- Organic Bound
At Earthbound's Carmel Valley Farm Stand in California, we use whole wheat pastry flour and rolled oats instead of refined white flour in our recipes whenever possible. Creating a delicious, light and workable pastry crust was a challenge, but we think the result is spectacular.
This pie dough is extremely easy to make. As an added bonus, it's also very easy to handle, and it creates a light, flaky crust with a pronounced nutty, buttery flavor. It's perfect in a Roasted Cauliflower Tart and makes wonderful pies, too.
Note that the dough needs to rest in the refrigerator for about 30 minutes, then warm up a bit for rolling out. This recipe makes enough dough for 2 single-crust pies or 1 double-crust pie, 8 to 9 inches in diameter. It can easily be doubled, and the dough can refrigerated for up to 3 days or frozen for up to 3 months. Let the frozen dough thaw overnight in the refrigerator before rolling it out.

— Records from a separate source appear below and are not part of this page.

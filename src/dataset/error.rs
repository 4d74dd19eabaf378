use std::{error::Error, fmt, io};

use ndarray::ShapeError;

/// The dataset module's result type.
pub type Result<T> = std::result::Result<T, DataErr>;

/// Errors produced while reading, validating or writing datasets.
#[derive(Debug)]
pub enum DataErr {
    Io(io::Error),
    Csv(csv::Error),
    Shape(ShapeError),
    /// A field could not be parsed as a number.
    Parse {
        row: usize,
        column: usize,
        value: String,
    },
    /// The label column does not hold a non-negative integer.
    InvalidLabel { row: usize, value: f32 },
    /// A row has a different amount of columns than the first one.
    RowWidth {
        row: usize,
        got: usize,
        expected: usize,
    },
    /// The amount of labels and feature rows differ.
    LengthMismatch { labels: usize, rows: usize },
    /// There are no data rows, or no feature columns.
    Empty,
}

impl fmt::Display for DataErr {
    fn fmt(&self, f: &mut fmt::Formatter<'_>) -> fmt::Result {
        match self {
            DataErr::Io(e) => write!(f, "io error: {e}"),
            DataErr::Csv(e) => write!(f, "csv error: {e}"),
            DataErr::Shape(e) => write!(f, "shape error: {e}"),
            DataErr::Parse { row, column, value } => {
                write!(f, "row {row}, column {column}: cannot parse '{value}' as a number")
            }
            DataErr::InvalidLabel { row, value } => {
                write!(f, "row {row}: the label {value} is not a non-negative integer")
            }
            DataErr::RowWidth { row, got, expected } => {
                write!(f, "row {row}: expected {expected} columns, got {got}")
            }
            DataErr::LengthMismatch { labels, rows } => {
                write!(f, "there are {labels} labels for {rows} rows")
            }
            DataErr::Empty => write!(f, "the dataset is empty"),
        }
    }
}

impl Error for DataErr {
    fn source(&self) -> Option<&(dyn Error + 'static)> {
        match self {
            DataErr::Io(e) => Some(e),
            DataErr::Csv(e) => Some(e),
            DataErr::Shape(e) => Some(e),
            _ => None,
        }
    }
}

impl From<io::Error> for DataErr {
    fn from(value: io::Error) -> Self {
        Self::Io(value)
    }
}

impl From<csv::Error> for DataErr {
    fn from(value: csv::Error) -> Self {
        Self::Csv(value)
    }
}

impl From<ShapeError> for DataErr {
    fn from(value: ShapeError) -> Self {
        Self::Shape(value)
    }
}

From The Earthbound Cook: 250 Recipes for Delicious Food and a Healthy Planet by Myra Goodman
|1 1/4 cups||unbleached all-purpose flour (plus extra for rolling out the dough)|
|1/2 cup||whole wheat pastry flour|
|1/2 cup||old-fashioned rolled oats|
|12 tablespoons||unsalted butter (1-1/2 sticks, cold, cut into 1/2-inch pieces)|
|2 tablespoons||ice water (or more as needed)|
Place the white and whole wheat flours, rolled oats, sugar and salt in a food processor and process until the mixture is combined and the oats have been pulverized to a flourlike meal. Add the butter and pulse until the mixture looks like coarse meal.
With the machine running, add the ice water and process just until the dough holds together loosely in a ball, 5 to 8 seconds. Don't allow the dough to form a solid mass or it will be overworked. Test the dough by pinching a small amount between your fingers. If the dough sticks together, it's ready. If the dough isn't moist enough to form a cohesive mass, add an additional 1/2 tablespoon ice water, process briefly and test again.
Turn the dough out onto a large piece of parchment paper and divide it in half. Form each half into a flat disk. Wrap a piece of parchment paper around each piece of dough and refrigerate until chilled, 20 to 30 minutes. (If you intend to chill the dough overnight or freeze it, wrap the pieces tightly in plastic wrap. The wrapped dough can be frozen for up to 3 months. Let the frozen dough thaw overnight in the refrigerator before rolling out.)
Remove the dough from the refrigerator (for a single-crust pie you'll need 1 disk of dough; for a double crust you'll need both), and open the parchment paper to a flat rectangle. If it was refrigerated for more than 1 hour, let it sit at room temperature for 10 to 20 minutes to soften slightly. (If the dough is too cold or hard, it will crack when you try to roll it out.) Dust your work surface and a rolling pin lightly with all-purpose flour. Roll the dough into a round about 1/8-inch thick and 2 inches larger than your pie plate.
Fold the dough in half or drape it over the rolling pin and transfer it to the pie plate. Press the dough firmly into the pie plate and brush off any excess flour with a pastry brush. If there are holes or cracks, press the dough back together or patch them with small bits of the overhanging dough.
For a single-crust pie: Trim the dough with a pair of kitchen scissors or a knife, leaving a 3/4-inch overhang. Fold the edge under to form a double layter, and crimp or flute it.
For a double-crust pie: Fit the dough for the bottom crust into the pie plate and trim the dough even with the rim. Roll out the second disk of dough. Place the filling in the bottom crust and place the dough for the second crust on top. Trim the top crust with scissors, leaving a 1/2-inch overhang. Fold the top crust under the edge of the bottom crust, and crimp or flute to seal.
With a sharp knife, cut 3 slits in the center of the top crust to allow steam to vent as the pie bakes.